> _What is needed_
Your answer should be one number, the count of lines in the listing below containing the word "TaskHandle".

> _Available data_
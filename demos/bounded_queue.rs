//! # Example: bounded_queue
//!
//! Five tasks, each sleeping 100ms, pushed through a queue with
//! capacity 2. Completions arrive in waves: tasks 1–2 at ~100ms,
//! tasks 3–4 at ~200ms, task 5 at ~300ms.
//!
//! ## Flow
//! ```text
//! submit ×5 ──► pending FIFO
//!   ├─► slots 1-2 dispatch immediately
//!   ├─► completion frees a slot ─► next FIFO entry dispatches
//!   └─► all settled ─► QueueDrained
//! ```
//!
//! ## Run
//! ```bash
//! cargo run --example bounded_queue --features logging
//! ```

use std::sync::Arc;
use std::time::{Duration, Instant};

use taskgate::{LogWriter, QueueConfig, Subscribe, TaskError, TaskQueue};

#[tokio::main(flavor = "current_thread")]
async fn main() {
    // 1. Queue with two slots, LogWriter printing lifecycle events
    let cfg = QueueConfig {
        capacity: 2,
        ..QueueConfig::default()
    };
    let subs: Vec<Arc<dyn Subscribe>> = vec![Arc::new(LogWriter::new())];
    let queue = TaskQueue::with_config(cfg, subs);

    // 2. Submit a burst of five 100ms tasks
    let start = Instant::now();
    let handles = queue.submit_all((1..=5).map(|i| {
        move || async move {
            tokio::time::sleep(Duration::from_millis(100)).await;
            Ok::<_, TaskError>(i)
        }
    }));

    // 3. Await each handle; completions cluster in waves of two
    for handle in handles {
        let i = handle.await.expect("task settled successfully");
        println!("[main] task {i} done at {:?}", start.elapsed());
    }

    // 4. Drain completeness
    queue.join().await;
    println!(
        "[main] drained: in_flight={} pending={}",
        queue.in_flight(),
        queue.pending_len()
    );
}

==

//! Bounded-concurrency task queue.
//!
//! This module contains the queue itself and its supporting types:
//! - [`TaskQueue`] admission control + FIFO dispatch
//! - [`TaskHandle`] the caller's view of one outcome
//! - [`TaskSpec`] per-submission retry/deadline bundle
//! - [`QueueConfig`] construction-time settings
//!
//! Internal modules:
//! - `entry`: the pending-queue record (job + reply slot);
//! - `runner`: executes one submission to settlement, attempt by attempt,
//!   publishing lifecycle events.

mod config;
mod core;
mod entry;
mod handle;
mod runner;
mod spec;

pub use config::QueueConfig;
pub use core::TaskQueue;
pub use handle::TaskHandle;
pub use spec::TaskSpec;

* * *

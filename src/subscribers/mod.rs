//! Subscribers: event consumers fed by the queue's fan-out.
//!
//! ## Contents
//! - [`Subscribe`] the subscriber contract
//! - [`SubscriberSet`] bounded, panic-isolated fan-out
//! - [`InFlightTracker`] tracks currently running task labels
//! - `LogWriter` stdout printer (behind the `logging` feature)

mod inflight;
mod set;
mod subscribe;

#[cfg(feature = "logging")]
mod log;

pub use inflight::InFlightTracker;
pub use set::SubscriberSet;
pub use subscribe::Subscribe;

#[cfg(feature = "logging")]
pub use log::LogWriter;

> _Answer to this task_
2